Controlled cell death is key to the removal of unheathy cells but new proteins are being discovered that contribute to the survival of unhealthy cells. The Smith Lab has designed small molecules that bind to a key protein involved in cell survival known as valosin-containing protein (VCP). This project seeks to modulate the function of VCP with small molecules to provide a fundamental understanding of the etiology of different diseases and provide clues to their future treatment. This project will be incorporated into a summer bridge program aimed at introducing incoming freshmen to research at Bowie State University, a Historically Black College & University (HCBU). During the summer students will participate in lab rotations in the Smith and other collaborating labs in the Department of Natural Sciences at Bowie State. These research experiences will demonstrate the importance of structure-function in small molecule-protein interactions through chemical synthesis, bioinformatics, biochemistry, and molecular biology projects. In addition to research, the summer bridge program will introduce students to college-level biology, chemistry, bioinformatics, and physics. Given the robust research proposed and the nurturing environment of HBCUs, students participating in this program will have the skills and confidence to succeed in STEM. Valosin-containing protein is a hexameric ATPase which is key to protein degradation due to its role in the ubiquitin-proteasome system. Many downstream effects of VCP modulation have been identified including cell migration. However current small molecules that target the ATPase activity of VCP are unselective. Allosteric binders have shown promise as alternatives to ATPase binders, however acquired resistance has been observed.
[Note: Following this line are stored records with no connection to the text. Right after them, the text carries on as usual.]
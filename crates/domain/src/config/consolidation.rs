use serde::{Deserialize, Serialize};

// ━━━━━━━━━━━━━━━━━━━━━━━━━━━━━━━━━━━━━━━━━━━━━━━━━━━━━━━━━━━━━━━━━━
// Consolidation Scheduler (C11)
// ━━━━━━━━━━━━━━━━━━━━━━━━━━━━━━━━━━━━━━━━━━━━━━━━━━━━━━━━━━━━━━━━━━

#[derive(Debug, Clone, Serialize, Deserialize)]
pub struct ConsolidationConfig {
    /// Poll tick for claiming `memory_consolidation` jobs (spec.md §5:
    /// "fixed tick (≥ 60s)").
    #[serde(default = "d_poll_secs")]
    pub poll_secs: u64,
    /// `memory_consolidation`-typed job type string claimed from
    /// `task_queue`.
    #[serde(default = "d_job_type")]
    pub job_type: String,
}

impl Default for ConsolidationConfig {
    fn default() -> Self {
        Self {
            poll_secs: d_poll_secs(),
            job_type: d_job_type(),
        }
    }
}

fn d_poll_secs() -> u64 {
    60
}
fn d_job_type() -> String {
    "memory_consolidation".into()
}

#[cfg(test)]
mod tests {
    use super::*;

    #[test]
    fn poll_meets_spec_minimum() {
        assert!(ConsolidationConfig::default().poll_secs >= 60);
    }
}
The Smith Lab has identified small molecules which bind to VCP through molecular docking. These molecules have the potential to be tools to understand how VCP binding effects downstream processes such as cell migration through regulation of p53 and NF-KB. Ultimately this study will give new insight into the role of VCP in cellular malignancy. This award reflects NSF's statutory mission and has been deemed worthy of support through evaluation using the Foundation's intellectual merit and broader impacts review criteria.